Monday 5 September 2016

Numer

Mówią, że wykręciłam niezły numer. Niektórzy, że świruska jestem.
Ano. Nie kupiłam biletu powrotnego do UK, a więc jakby siłą rzeczy, nie wróciłam tam.
Powodów bezpośrednich było... jeden. Że już nie mogę, nie chcę, że choćby mnie wołami ciągnęli, nie polecę, do samolotu nie wsiądę, nie dam rady i koniec.
Kamień z serca, a raczej z klatki piersiowej mi spadł, kiedy w końcu głośno powiedziałam, że tak, że już, że wystarczy, i że nie dla mnie ten piękny kraj miodem i mlekiem płynący, nad którym każdy rozpływa się w peanach, a już na pewno ten każdy, który nigdy nie mieszkał tam, ani na żadnej innej emigracji.

Nie powiem, kraj piękny, przyjazny obywatelowi. Nad zasadnością i łatwością mieszkania w nim, tomy można pisać.
Ale, jeśli komuś nie jest pisane, to nie jest.
Niech będzie, że mój czas angielski się kończy, zamykam rozdział i jest mi z tym dobrze.
Tak, jak mój norweski czas skończył się po półtorej roku i więcej nie potrzebowałam.

Mam wątpliwości.

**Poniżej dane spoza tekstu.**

use std::fmt;

use serde::{Deserialize, Serialize};

use crate::error::TypeError;

/// Opaque version token issued by the store for one stored document.
///
/// The store hands out a new revision on every successful write. Writing a
/// document that already exists requires presenting its current revision;
/// a stale token is rejected as a conflict. The engine never interprets the
/// token beyond equality, but stores that follow the `N-hash` convention
/// expose their update counter through [`Revision::generation`].
#[derive(Clone, PartialEq, Eq, Hash, PartialOrd, Ord, Serialize, Deserialize)]
#[serde(transparent)]
pub struct Revision(String);

impl Revision {
    /// Parse a revision token. Empty tokens are rejected.
    pub fn parse(token: impl Into<String>) -> Result<Self, TypeError> {
        let token = token.into();
        if token.trim().is_empty() {
            return Err(TypeError::InvalidRevision(token));
        }
        Ok(Self(token))
    }

    /// Build the `N-hash` form used by CouchDB-compatible stores.
    pub fn from_parts(generation: u64, digest: &str) -> Self {
        Self(format!("{generation}-{digest}"))
    }

    /// The raw token.
    pub fn as_str(&self) -> &str {
        &self.0
    }

    /// The leading update counter of an `N-hash` token, if present.
    pub fn generation(&self) -> Option<u64> {
        let (prefix, rest) = self.0.split_once('-')?;
        if rest.is_empty() {
            return None;
        }
        prefix.parse().ok()
    }

    /// The part after the first `-`, or the whole token.
    pub fn digest(&self) -> &str {
        self.0.split_once('-').map_or(self.0.as_str(), |(_, d)| d)
    }
}

impl fmt::Debug for Revision {
    fn fmt(&self, f: &mut fmt::Formatter<'_>) -> fmt::Result {
        write!(f, "Revision({})", self.0)
    }
}

impl fmt::Display for Revision {
    fn fmt(&self, f: &mut fmt::Formatter<'_>) -> fmt::Result {
        f.write_str(&self.0)
    }
}

impl From<String> for Revision {
    fn from(token: String) -> Self {
        Self(token)
    }
}

impl From<&str> for Revision {
    fn from(token: &str) -> Self {
        Self(token.to_string())
    }
}

impl AsRef<str> for Revision {
    fn as_ref(&self) -> &str {
        &self.0
    }
}

#[cfg(test)]
mod tests {
    use super::*;
    use proptest::prelude::*;

    #[test]
    fn parse_rejects_blank_tokens() {
        assert_eq!(
            Revision::parse("  "),
            Err(TypeError::InvalidRevision("  ".into()))
        );
        assert!(Revision::parse("1-abc").is_ok());
    }

    #[test]
    fn generation_of_couch_style_token() {
        let rev = Revision::from("12-4f6c0ad1");
        assert_eq!(rev.generation(), Some(12));
        assert_eq!(rev.digest(), "4f6c0ad1");
    }

    #[test]
    fn generation_of_opaque_token_is_none() {
        assert_eq!(Revision::from("opaque").generation(), None);
        assert_eq!(Revision::from("x-1").generation(), None);
        assert_eq!(Revision::from("3-").generation(), None);
        assert_eq!(Revision::from("opaque").digest(), "opaque");
    }

    #[test]
    fn serde_is_transparent() {
        let rev = Revision::from("2-ff");
        let json = serde_json::to_string(&rev).unwrap();
        assert_eq!(json, "\"2-ff\"");
        let back: Revision = serde_json::from_str(&json).unwrap();
        assert_eq!(back, rev);
    }

    #[test]
    fn display_and_debug() {
        let rev = Revision::from("1-a");
        assert_eq!(rev.to_string(), "1-a");
        assert_eq!(format!("{rev:?}"), "Revision(1-a)");
    }

    proptest! {
        #[test]
        fn from_parts_round_trips_generation(generation in 0u64..1_000_000, digest in "[0-9a-f]{1,32}") {
            let rev = Revision::from_parts(generation, &digest);
            prop_assert_eq!(rev.generation(), Some(generation));
            prop_assert_eq!(rev.digest(), digest.as_str());
        }
    }
}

Dużo, nawet więcej. Do tego stopnia, że strach, który mnie paraliżował na myśl o pozostaniu w UK i "ułożeniu" tam sobie życia, nagle sparaliżował mi umysł tutaj.
Nic mi się nie podoba. Wszystko mi się nie podoba.
Co więcej, nie mam z kim dzielić szczęścia wyemigrowania do Polski, bo małżonek mój zdecydował, że do Polski, to on nigdy. Sama więc z dziećmi tu będę.
Tym trudniej się cieszyć i nie bać się.
Tym łatwiej wszystkim się martwić.

Powtarzam sobie więc, że po pierwsze tego chciałam, po drugie, przyzwyczajenie jest drugą naturą człowieka.
Tam też nauczyłam się lubić inne życie.

Do szkoły dzieci poszłam zapisać na ten przykład.
Szkoła taka polska, z innymi zasadami, bez kolorowych ścian, bez mnóstwa rozwieszonych obrazków, pomocy dydaktycznych, literek, itd. Weszłam, popłakałam się.
Ławki pamiętają chyba czasy,  kiedy ciocia Iza się uczyła. Tablica czarna, opuszczana, jak z bajki o Plastusiu.
O rety, co ja zrobiłam, czy będzie lepiej, czy wystarczy im to, czego się nauczą. Czy Polska im wystarczy? Kurcze i znów muszę sobie powtarzać i tłumaczyć.
A jeszcze parę lat temu, gdy wysyłałam Isę do przedszkola płakałam, że taka straszna ta sala, a potem, że ma 4 lata i już musi się uczyć, że jej dzieciństwo zabrali. A jeszcze niedawno bardzo nie chciałam Leona do zerówki wysyłać. I mam przecież to, czego chciałam.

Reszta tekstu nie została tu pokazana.